The Infamous Gilberts is a 2026 novel by British author Angela Tomaski.

== Publication history ==
In an interview with NPR, Tomaski stated that the novel was in part inspired by the Victorian gothic revival country house Tyntesfield in southern England, saying that "I went on a tour of that house just after it was acquired by the National Trust. The - sort of the last owner had died there. And I saw the bed in which the sort of reclusive last baron was said to have died, and it was such a powerful sort of scene. I remember the smell of a little tablet of coal tar soap and a pair of slippers under the bed. And when I went back on a tour later, the bed had been removed.
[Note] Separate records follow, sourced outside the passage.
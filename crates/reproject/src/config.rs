//! Configuration for a reprojection run.

use serde::{Deserialize, Serialize};
use std::fmt;
use std::str::FromStr;

use crate::error::ReprojectError;
use crate::resampler::Resampler;

/// How the output raster is cut into work units.
#[derive(Debug, Clone, Copy, PartialEq, Eq, Serialize, Deserialize, Default)]
#[serde(rename_all = "lowercase")]
pub enum PartitionStrategy {
    /// Horizontal bands, a fixed number of them.
    Count,
    /// Quad subdivision until every partition is small enough.
    #[default]
    Size,
    /// Cut on a tile grid, then quad-split oversized tiles.
    Tile,
    /// Workload-balanced quadtree grown to a leaf budget.
    Quadtree,
}

impl PartitionStrategy {
    pub fn as_str(&self) -> &'static str {
        match self {
            Self::Count => "count",
            Self::Size => "size",
            Self::Tile => "tile",
            Self::Quadtree => "quadtree",
        }
    }
}

impl FromStr for PartitionStrategy {
    type Err = ReprojectError;

    fn from_str(s: &str) -> Result<Self, Self::Err> {
        match s.to_lowercase().as_str() {
            "count" => Ok(Self::Count),
            "size" => Ok(Self::Size),
            "tile" => Ok(Self::Tile),
            "quadtree" => Ok(Self::Quadtree),
            other => Err(ReprojectError::config(format!(
                "unknown partition strategy '{other}' (expected count, size, tile or quadtree)"
            ))),
        }
    }
}

impl fmt::Display for PartitionStrategy {
    fn fmt(&self, f: &mut fmt::Formatter<'_>) -> fmt::Result {
        write!(f, "{}", self.as_str())
    }
}

/// Settings shared by every rank of a run.
#[derive(Debug, Clone, PartialEq, Serialize, Deserialize)]
pub struct ReprojectConfig {
    pub partition_strategy: PartitionStrategy,

    /// Number of bands for [`PartitionStrategy::Count`], or the leaf budget
    /// for [`PartitionStrategy::Quadtree`]. Zero means one per process.
    pub partition_count: usize,

    /// Maximum pixels per partition for the size and tile strategies.
    pub partition_size: u64,

    /// Tile edge in pixels for [`PartitionStrategy::Tile`].
    pub tile_size: u64,

    pub resampler: Resampler,

    /// Written where a destination pixel has no valid source.
    pub fill_value: f64,

    /// Number of ranks to run.
    pub processes: usize,

    /// Output pixel size in output units. `None` reuses the input pixel size.
    pub pixel_size: Option<f64>,
}

impl Default for ReprojectConfig {
    fn default() -> Self {
        Self {
            partition_strategy: PartitionStrategy::Size,
            partition_count: 0,
            partition_size: 1_000_000,
            tile_size: 256,
            resampler: Resampler::Nearest,
            fill_value: 0.0,
            processes: 1,
            pixel_size: None,
        }
    }
}

impl ReprojectConfig {
    /// Load configuration from `PRB_*` environment variables on top of the
    /// defaults. A set but unparseable variable is a configuration error.
    pub fn from_env() -> Result<Self, ReprojectError> {
        Self::from_vars(|key| std::env::var(key).ok())
    }

    /// Same as [`ReprojectConfig::from_env`] with `var` standing in for the
    /// environment.
    pub fn from_vars<F>(var: F) -> Result<Self, ReprojectError>
    where
        F: Fn(&str) -> Option<String>,
    {
        let mut config = Self::default();

        if let Some(strategy) = parse_var(&var, "PRB_PARTITION_STRATEGY")? {
            config.partition_strategy = strategy;
        }
        if let Some(count) = parse_var(&var, "PRB_PARTITION_COUNT")? {
            config.partition_count = count;
        }
        if let Some(size) = parse_var(&var, "PRB_PARTITION_SIZE")? {
            config.partition_size = size;
        }
        if let Some(size) = parse_var(&var, "PRB_TILE_SIZE")? {
            config.tile_size = size;
        }
        if let Some(resampler) = parse_var(&var, "PRB_RESAMPLER")? {
            config.resampler = resampler;
        }
        if let Some(fill) = parse_var(&var, "PRB_FILL_VALUE")? {
            config.fill_value = fill;
        }
        if let Some(processes) = parse_var(&var, "PRB_PROCESSES")? {
            config.processes = processes;
        }
        if let Some(size) = parse_var(&var, "PRB_PIXEL_SIZE")? {
            config.pixel_size = Some(size);
        }

        Ok(config)
    }

    /// Validate the configuration.
    pub fn validate(&self) -> Result<(), String> {
        if self.processes == 0 {
            return Err("processes must be > 0".to_string());
        }

        if self.partition_size == 0 {
            return Err("partition_size must be > 0".to_string());
        }

        if self.partition_strategy == PartitionStrategy::Tile && self.tile_size == 0 {
            return Err("tile_size must be > 0".to_string());
        }

        if !self.fill_value.is_finite() {
            return Err("fill_value must be finite".to_string());
        }

        if let Some(size) = self.pixel_size {
            if !(size.is_finite() && size > 0.0) {
                return Err("pixel_size must be a positive number".to_string());
            }
        }

        Ok(())
    }

    /// Number of count-strategy bands for a run of `processes` ranks.
    pub fn band_count(&self) -> usize {
        if self.partition_count == 0 {
            self.processes
        } else {
            self.partition_count
        }
    }
}

fn parse_var<T, F>(var: &F, key: &str) -> Result<Option<T>, ReprojectError>
where
    T: FromStr,
    T::Err: fmt::Display,
    F: Fn(&str) -> Option<String>,
{
    var(key)
        .map(|val| {
            val.trim()
                .parse()
                .map_err(|e| ReprojectError::config(format!("{key}={val}: {e}")))
        })
        .transpose()
}

#[cfg(test)]
mod tests {
    use super::*;

    #[test]
    fn test_default_config() {
        let config = ReprojectConfig::default();
        assert_eq!(config.partition_strategy, PartitionStrategy::Size);
        assert_eq!(config.resampler, Resampler::Nearest);
        assert_eq!(config.processes, 1);
        assert!(config.validate().is_ok());
    }

    #[test]
    fn test_config_validation() {
        let mut config = ReprojectConfig::default();
        config.processes = 0;
        assert!(config.validate().is_err());

        config = ReprojectConfig::default();
        config.partition_size = 0;
        assert!(config.validate().is_err());

        config = ReprojectConfig::default();
        config.partition_strategy = PartitionStrategy::Tile;
        config.tile_size = 0;
        assert!(config.validate().is_err());

        config = ReprojectConfig::default();
        config.pixel_size = Some(-1.0);
        assert!(config.validate().is_err());

        config = ReprojectConfig::default();
        config.fill_value = f64::NAN;
        assert!(config.validate().is_err());
    }

    #[test]
    fn test_partition_strategy_from_str() {
        assert_eq!("count".parse::<PartitionStrategy>().unwrap(), PartitionStrategy::Count);
        assert_eq!("SIZE".parse::<PartitionStrategy>().unwrap(), PartitionStrategy::Size);
        assert_eq!("tile".parse::<PartitionStrategy>().unwrap(), PartitionStrategy::Tile);
        assert_eq!(
            "quadtree".parse::<PartitionStrategy>().unwrap(),
            PartitionStrategy::Quadtree
        );
        assert!("bogus".parse::<PartitionStrategy>().is_err());
    }

    #[test]
    fn test_band_count_defaults_to_processes() {
        let mut config = ReprojectConfig {
            processes: 4,
            ..Default::default()
        };
        assert_eq!(config.band_count(), 4);
        config.partition_count = 7;
        assert_eq!(config.band_count(), 7);
    }

    fn vars(pairs: &[(&str, &str)]) -> impl Fn(&str) -> Option<String> {
        let pairs: Vec<(String, String)> = pairs
            .iter()
            .map(|(k, v)| (k.to_string(), v.to_string()))
            .collect();
        move |key: &str| pairs.iter().find(|(k, _)| k == key).map(|(_, v)| v.clone())
    }

    #[test]
    fn test_from_vars_applies_overrides() {
        let config = ReprojectConfig::from_vars(vars(&[
            ("PRB_PARTITION_STRATEGY", "tile"),
            ("PRB_TILE_SIZE", "64"),
            ("PRB_RESAMPLER", "mean"),
            ("PRB_PROCESSES", "3"),
            ("PRB_PIXEL_SIZE", "250.5"),
        ]))
        .unwrap();
        assert_eq!(config.partition_strategy, PartitionStrategy::Tile);
        assert_eq!(config.tile_size, 64);
        assert_eq!(config.resampler, Resampler::Mean);
        assert_eq!(config.processes, 3);
        assert_eq!(config.pixel_size, Some(250.5));
        assert_eq!(config.partition_size, ReprojectConfig::default().partition_size);
    }

    #[test]
    fn test_from_vars_rejects_unknown_names() {
        let err = ReprojectConfig::from_vars(vars(&[("PRB_RESAMPLER", "bilinear")])).unwrap_err();
        assert!(err.to_string().contains("PRB_RESAMPLER"), "{err}");

        let err =
            ReprojectConfig::from_vars(vars(&[("PRB_PARTITION_STRATEGY", "bogus")])).unwrap_err();
        assert!(err.to_string().contains("bogus"), "{err}");

        assert!(ReprojectConfig::from_vars(vars(&[("PRB_PROCESSES", "many")])).is_err());
    }

    #[test]
    fn test_from_vars_without_variables_is_default() {
        let config = ReprojectConfig::from_vars(|_| None).unwrap();
        assert_eq!(config, ReprojectConfig::default());
    }

    #[test]
    fn test_serde_uses_lowercase_names() {
        let json = serde_json::to_string(&ReprojectConfig::default()).unwrap();
        assert!(json.contains("\"partition_strategy\":\"size\""));
        assert!(json.contains("\"resampler\":\"nearest\""));
        let back: ReprojectConfig = serde_json::from_str(&json).unwrap();
        assert_eq!(back, ReprojectConfig::default());
    }
}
The soap, the slippers - everything had gone, and that vivid link to the past, obviously, was lost."

== Critical reception ==
"An impeccable book" was the reaction of Ella Rishbridger in a review in The Guardian, London, describing it as a "pitch-perfect debut".
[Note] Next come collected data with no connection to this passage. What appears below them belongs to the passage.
//! Synthetic raster generators.
//!
//! Every generator returns pixels in row-major order (row 0 first) with one
//! band, so a test can predict the value at any pixel.

/// Creates a raster with every pixel set to `value`.
pub fn create_constant_grid<T: Copy>(width: usize, height: usize, value: T) -> Vec<T> {
    vec![value; width * height]
}

/// Creates a raster of `background` with a single pixel set to `value`.
///
/// Useful for checking where one source pixel lands after reprojection.
pub fn create_single_pixel_grid<T: Copy>(
    width: usize,
    height: usize,
    background: T,
    (col, row): (usize, usize),
    value: T,
) -> Vec<T> {
    let mut data = vec![background; width * height];
    if col < width && row < height {
        data[row * width + col] = value;
    }
    data
}

/// Creates an 8-bit raster that brightens from left to right.
///
/// Column 0 is 0 and the last column is 255; every row is identical.
pub fn create_gradient_grid(width: usize, height: usize) -> Vec<u8> {
    let step = 255.0 / (width.max(2) - 1) as f64;
    let row: Vec<u8> = (0..width).map(|col| (col as f64 * step).round() as u8).collect();
    row.iter().copied().cycle().take(width * height).collect()
}

/// Creates a 16-bit raster numbered `0, 1, 2, ...` in row-major order,
/// wrapping at 65535.
pub fn create_sequence_grid(width: usize, height: usize) -> Vec<u16> {
    (0..width * height).map(|i| (i % 65536) as u16).collect()
}

#[cfg(test)]
mod tests {
    use super::*;

    #[test]
    fn test_create_constant_grid() {
        let grid = create_constant_grid(10, 10, 42u16);
        assert_eq!(grid.len(), 100);
        assert!(grid.iter().all(|&v| v == 42));
    }

    #[test]
    fn test_create_single_pixel_grid() {
        let grid = create_single_pixel_grid(4, 3, 0u8, (2, 1), 9);
        assert_eq!(grid.iter().filter(|&&v| v == 9).count(), 1);
        assert_eq!(grid[6], 9); // row 1, col 2

        // Out-of-range pixel leaves the background untouched
        let grid = create_single_pixel_grid(4, 3, 0u8, (4, 0), 9);
        assert!(grid.iter().all(|&v| v == 0));
    }

    #[test]
    fn test_create_gradient_grid() {
        let grid = create_gradient_grid(256, 2);
        assert_eq!(grid.len(), 512);
        assert_eq!(grid[0], 0);
        assert_eq!(grid[255], 255);
        assert_eq!(grid[256], 0); // second row starts over
    }

    #[test]
    fn test_create_sequence_grid() {
        let grid = create_sequence_grid(3, 2);
        assert_eq!(grid, vec![0, 1, 2, 3, 4, 5]);
    }
}
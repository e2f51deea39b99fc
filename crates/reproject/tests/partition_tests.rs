//! Partition completeness across strategies and raster shapes.

use raster_common::Area;
use reproject::{
    assign_partitions, partition, partition_by_count, partition_by_quadtree, partition_by_size,
    partition_by_tile, PartitionStrategy, ReprojectConfig,
};

/// Every pixel of the raster is covered by exactly one partition.
fn assert_exact_cover(partitions: &[Area], row_count: u64, column_count: u64) {
    let mut hits = vec![0u32; (row_count * column_count) as usize];
    for area in partitions {
        assert!(area.last_row() < row_count && area.last_column() < column_count, "{area}");
        for row in area.first_row()..=area.last_row() {
            for column in area.first_column()..=area.last_column() {
                hits[(row * column_count + column) as usize] += 1;
            }
        }
    }
    let bad = hits.iter().filter(|h| **h != 1).count();
    assert_eq!(bad, 0, "{bad} pixels covered zero or several times");
}

#[test]
fn test_thousand_rows_by_seven() {
    let partitions = partition_by_count(1000, 25, 7).unwrap();
    assert_eq!(partitions.len(), 7);

    let rows: Vec<u64> = partitions.iter().map(Area::row_count).collect();
    assert_eq!(rows.iter().sum::<u64>(), 1000);
    let (min, max) = (rows.iter().min().unwrap(), rows.iter().max().unwrap());
    assert!(max - min <= 1, "row counts {rows:?}");
    assert_exact_cover(&partitions, 1000, 25);
}

#[test]
fn test_count_partitions_every_size() {
    for row_count in [1, 2, 7, 13, 100] {
        for count in 1..=row_count.min(9) {
            let partitions = partition_by_count(row_count, 3, count as usize).unwrap();
            assert_eq!(partitions.len() as u64, count);
            assert_exact_cover(&partitions, row_count, 3);
        }
    }
}

#[test]
fn test_size_partitions_every_shape() {
    for (rows, columns) in [(1, 1), (1, 40), (40, 1), (17, 23), (128, 64)] {
        for max_pixels in [1, 5, 64, 10_000] {
            let partitions = partition_by_size(rows, columns, max_pixels).unwrap();
            assert!(partitions.iter().all(|p| p.pixel_count() <= max_pixels));
            assert_exact_cover(&partitions, rows, columns);
        }
    }
}

#[test]
fn test_tile_partitions_every_shape() {
    for (rows, columns) in [(5, 5), (33, 70), (256, 256)] {
        let partitions = partition_by_tile(rows, columns, 16, 16, 100).unwrap();
        assert_exact_cover(&partitions, rows, columns);
    }
}

#[test]
fn test_quadtree_partitions_every_budget() {
    for max_leaves in [4, 7, 16, 40] {
        let partitions = partition_by_quadtree(60, 45, max_leaves).unwrap();
        assert!(partitions.len() <= max_leaves);
        assert_exact_cover(&partitions, 60, 45);
    }
}

#[test]
fn test_ranks_share_every_partition_once() {
    let config = ReprojectConfig {
        partition_strategy: PartitionStrategy::Size,
        partition_size: 50,
        ..Default::default()
    };
    let partitions = partition(&config, 90, 31).unwrap();

    for process_count in [1, 2, 3, 8] {
        let assigned: Vec<Area> = (0..process_count)
            .flat_map(|rank| assign_partitions(&partitions, rank, process_count).unwrap())
            .collect();
        assert_eq!(assigned.len(), partitions.len());
        assert_exact_cover(&assigned, 90, 31);
    }
}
Sadie Stein of The New York Times also gave the book a positive review, saying that it was "oddly diverting" and comparing it to the works of Wes Anderson, while noting that "Your enjoyment of “The Infamous Gilberts,” a story of the decline, fall and further fall of the eponymous homeowners, will depend heavily upon your ability to tolerate the rather intrusive docent mentioned above, one Maximus, whose own story is teased over the course of the book." Kirkus Reviews wrote that "this distinctive debut introduces a wickedly weird new talent," saying that "if Shirley Jackson moved The Addams Family to the English countryside, something like this dark, tongue-in-cheek epic might result." Joyce Sparrow of the Library Journal wrote that the "sad, sometimes funny debut novel thrives on its personalities... Recommended for fans of big English novels about people who cannot help themselves."

Chris Hewitt of The Minnesota Star Tribune gave the novel a more mixed review, saying that "there may be more style than substance in “The Infamous Gilberts” but it is very stylish, indeed."